My conclusion is that The Ottawa Hospital bears initial responsibility for the loss of Experimental Farm land and Queen Juliana Park. Their urgency to get the project moving and their overweening ambition to build a monumental hospital in a magnificent setting drove the decision. The federal government bears primary responsibility for making the decision, based, it would seem, on loss of income and existing plans for Tunney’s. The City of Ottawa played a key facilitation role.
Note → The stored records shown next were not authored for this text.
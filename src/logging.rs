//! Tracing subscriber setup: console output plus an optional plain-text file

use std::fs::OpenOptions;
use std::path::Path;
use std::sync::Mutex;

use anyhow::{Context, Result};
use tracing_subscriber::{fmt, layer::SubscriberExt, util::SubscriberInitExt, EnvFilter, Layer, Registry};

use crate::config::{LogFormat, LogLevel, LoggingConfig};

/// Effective level: `-v` raises to debug, `-vv` to trace
fn effective_level(config: &LoggingConfig, verbosity: u8) -> LogLevel {
    match verbosity {
        0 => config.level,
        1 => LogLevel::Debug,
        _ => LogLevel::Trace,
    }
}

/// Install the global subscriber.
///
/// `RUST_LOG` wins over both the config level and `verbosity`. When
/// `log_file` is given and `config.to_file` is set, every event is also
/// appended to that file without ANSI colors.
pub fn init_logging(config: &LoggingConfig, verbosity: u8, log_file: Option<&Path>) -> Result<()> {
    let level = effective_level(config, verbosity);
    let filter = EnvFilter::try_from_default_env().unwrap_or_else(|_| EnvFilter::new(level.as_str()));

    let mut layers: Vec<Box<dyn Layer<Registry> + Send + Sync>> = Vec::new();

    let console = fmt::layer().with_writer(std::io::stderr).with_target(false);
    layers.push(match config.format {
        LogFormat::Text => console.boxed(),
        LogFormat::Json => console.json().boxed(),
    });

    if let Some(path) = log_file.filter(|_| config.to_file) {
        let file = OpenOptions::new()
            .create(true)
            .append(true)
            .open(path)
            .with_context(|| format!("Failed to open log file {}", path.display()))?;
        layers.push(
            fmt::layer()
                .with_writer(Mutex::new(file))
                .with_ansi(false)
                .with_target(false)
                .boxed(),
        );
    }

    tracing_subscriber::registry()
        .with(layers)
        .with(filter)
        .try_init()
        .context("Failed to install tracing subscriber")?;
    Ok(())
}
The influence of community leaders who objected to Tunney’s and from the development industry is invisible but likely. This array was no match for citizen calls to preserve a health-enhancing, green environment and to protect a cherished Canadian heritage site. Transparency? Zero.

Valerie Swinton is a former Glebe resident, a GCA board member and a volunteer with ReImagine Ottawa. A petition calling for an inquiry is on the ReImagine Ottawa website.